Theory-guided growth of a neater, extra versatile course of for synthesizing unsymmetric ligands supplies new avenues of exploration in transitional metallic catalysis.

Scientists have found the important thing to synthesizing a molecular device that would vastly increase the number of catalytic reactions potential with transition metals. The analysis group has taken a well-established set of compounds that can be utilized to make transition metallic catalysts and developed a easy, radical-based response for creating unsymmetric variants of those molecules utilizing gentle circumstances. Easier entry to a greater diversity of those unsymmetric compounds opens a realm of latest potentialities for designing transition metallic catalysts.

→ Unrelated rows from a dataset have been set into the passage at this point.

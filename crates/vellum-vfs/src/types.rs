//! Core VFS types.
//!
//! Path-based and backend-neutral: every backend reports metadata as a
//! [`FileAttr`], whatever its native representation.

use serde::{Deserialize, Serialize};
use std::time::SystemTime;

/// File type enumeration.
#[derive(Debug, Clone, Copy, PartialEq, Eq, Serialize, Deserialize)]
pub enum FileType {
    /// Regular file.
    File,
    /// Directory.
    Directory,
    /// Symbolic link.
    Symlink,
}

impl FileType {
    /// Returns true if this is a regular file.
    pub fn is_file(&self) -> bool {
        matches!(self, FileType::File)
    }

    /// Returns true if this is a directory.
    pub fn is_dir(&self) -> bool {
        matches!(self, FileType::Directory)
    }

    /// Returns true if this is a symbolic link.
    pub fn is_symlink(&self) -> bool {
        matches!(self, FileType::Symlink)
    }
}

/// File attributes (metadata).
#[derive(Debug, Clone, PartialEq, Eq, Serialize, Deserialize)]
pub struct FileAttr {
    /// Size in bytes.
    pub size: u64,
    /// File type.
    pub kind: FileType,
    /// Unix permissions (e.g., 0o644).
    pub perm: u32,
    /// Last modification time.
    pub mtime: SystemTime,
    /// Last access time, when the backend tracks it.
    pub atime: Option<SystemTime>,
    /// Status change time, when the backend tracks it.
    pub ctime: Option<SystemTime>,
    /// Number of hard links.
    pub nlink: u32,
    /// Owning user ID.
    pub uid: Option<u32>,
    /// Owning group ID.
    pub gid: Option<u32>,
}

impl FileAttr {
    /// Create attributes for a new file.
    pub fn file(size: u64, perm: u32) -> Self {
        let now = SystemTime::now();
        Self {
            size,
            kind: FileType::File,
            perm,
            mtime: now,
            atime: Some(now),
            ctime: Some(now),
            nlink: 1,
            uid: None,
            gid: None,
        }
    }

    /// Create attributes for a new directory.
    pub fn directory(perm: u32) -> Self {
        let now = SystemTime::now();
        Self {
            size: 0,
            kind: FileType::Directory,
            perm,
            mtime: now,
            atime: Some(now),
            ctime: Some(now),
            nlink: 2, // . and ..
            uid: None,
            gid: None,
        }
    }

    /// Create attributes for a symlink.
    pub fn symlink(target_len: u64) -> Self {
        let now = SystemTime::now();
        Self {
            size: target_len,
            kind: FileType::Symlink,
            perm: 0o777,
            mtime: now,
            atime: Some(now),
            ctime: Some(now),
            nlink: 1,
            uid: None,
            gid: None,
        }
    }

    /// Last access time, falling back to the modification time for
    /// backends that do not record one.
    pub fn access_time(&self) -> SystemTime {
        self.atime.unwrap_or(self.mtime)
    }

    /// Returns true if this is a regular file.
    pub fn is_file(&self) -> bool {
        self.kind.is_file()
    }

    /// Returns true if this is a directory.
    pub fn is_dir(&self) -> bool {
        self.kind.is_dir()
    }

    /// Returns true if this is a symbolic link.
    pub fn is_symlink(&self) -> bool {
        self.kind.is_symlink()
    }
}

/// Directory entry.
#[derive(Debug, Clone, PartialEq, Eq, Serialize, Deserialize)]
pub struct DirEntry {
    /// Entry name (not full path).
    pub name: String,
    /// Entry type.
    pub kind: FileType,
}

impl DirEntry {
    /// Create a new directory entry.
    pub fn new(name: impl Into<String>, kind: FileType) -> Self {
        Self {
            name: name.into(),
            kind,
        }
    }

    /// Create a file entry.
    pub fn file(name: impl Into<String>) -> Self {
        Self::new(name, FileType::File)
    }

    /// Create a directory entry.
    pub fn directory(name: impl Into<String>) -> Self {
        Self::new(name, FileType::Directory)
    }
}

/// Open file flags.
#[derive(Debug, Clone, Copy, PartialEq, Eq)]
pub struct OpenFlags {
    /// Read access requested.
    pub read: bool,
    /// Write access requested.
    pub write: bool,
    /// Append mode.
    pub append: bool,
    /// Create if not exists.
    pub create: bool,
    /// Truncate on open.
    pub truncate: bool,
    /// Exclusive create (fail if exists).
    pub exclusive: bool,
}

impl Default for OpenFlags {
    fn default() -> Self {
        Self {
            read: true,
            write: false,
            append: false,
            create: false,
            truncate: false,
            exclusive: false,
        }
    }
}

impl OpenFlags {
    /// Read-only access.
    pub fn read() -> Self {
        Self::default()
    }

    /// Write access (also enables read).
    pub fn write() -> Self {
        Self {
            read: true,
            write: true,
            ..Default::default()
        }
    }

    /// Append to an existing file.
    pub fn append() -> Self {
        Self {
            read: true,
            write: true,
            append: true,
            ..Default::default()
        }
    }

    /// Create with write access.
    pub fn create() -> Self {
        Self {
            read: true,
            write: true,
            create: true,
            ..Default::default()
        }
    }

    /// Create exclusively (fail if exists).
    pub fn create_exclusive() -> Self {
        Self {
            read: true,
            write: true,
            create: true,
            exclusive: true,
            ..Default::default()
        }
    }

    /// Create and truncate.
    pub fn create_truncate() -> Self {
        Self {
            read: true,
            write: true,
            create: true,
            truncate: true,
            ..Default::default()
        }
    }

    /// Returns true if these flags cannot modify the file.
    pub fn is_read_only(&self) -> bool {
        !(self.write || self.append || self.create || self.truncate)
    }
}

Published at present (November 21) within the journal Nature Communications, the research was conducted by scientists at Hokkaido University’s Institute for Chemical Reaction Design and Discovery (WPI-ICReDD) in Japan.

The focus of this research is on a class of compounds called 1,2-bis(diphenylphosphino)ethane derivatives (DPPEs). DPPEs are bidentate — i.e., they attach to the metal center of a catalyst in two locations. However, DPPEs have typically been symmetric, with each attachment arm being the same, which limits the possible structural variety and reactivity. This study overcomes that limit, reporting a versatile method for developing unsymmetric DPPEs using ethylene, an abundantly available feedstock chemical.

Synthesis of Unsymmetric DPPEs Process

Schematic of the combined AFIR-based computational and experimental process for developing the synthesis of unsymmetric DPPEs. Credit: Hideaki Takano, et al. Nature Communications. November 21, 2022

To guide their efforts, researchers initially performed quantum chemical computations via the artificial force induced reaction (AFIR) method to identify possible starting materials that could react to form DPPE. Computations showed a viable process whereby phosphine radicals reacted readily with ethylene to form DPPE. Based on this, the team experimentally verified a straightforward process for making symmetric DPPEs that forms phosphine radicals in solution simply by mixing three readily available compounds. This significantly improves upon previous methods that involved multiple steps and the use of unstable, highly reactive compounds.

This process was then extended to unsymmetric DPPEs, mixing ethylene with both chlorophosphines and phosphine oxides that covered a wide range of electronic properties and sizes.  The difference in sizes and electronic properties creates a push-pull effect that could lead to beneficial reactivity or selectivity. Optimization studies found the use of a photocatalyst with blue LED irradiation provided the best yield.

Institute for Chemical Reaction Design and Discovery New Catalyst Research Team

Members of the research team at the Institute for Chemical Reaction Design and Discovery (WPI-ICReDD), Hokkaido University. Top Row, Left to Right: Satoshi Maeda, Yu Harabuchi, Hiroki Hayashi, Hitomi Katsuyama. Bottom Row, left to right: Wataru Kanna, Hideaki Takano, Tsuyoshi Mita. Credit: ICReDD

As a test, the team then formed metal complexes using one of the unsymmetric DPPE derivatives. They compared the properties of palladium complexed with DPPE and with the unsymmetric DPPE derivative. The two complexes had significantly different properties, including color, absorption spectrum, and molecular orbital energy, showing the potential for unsymmetric DPPE derivatives to enable different reactivity when used as ligands in catalysts. Researchers see both the application to catalyst design and the use of a low-cost, abundant material as advantages of this method.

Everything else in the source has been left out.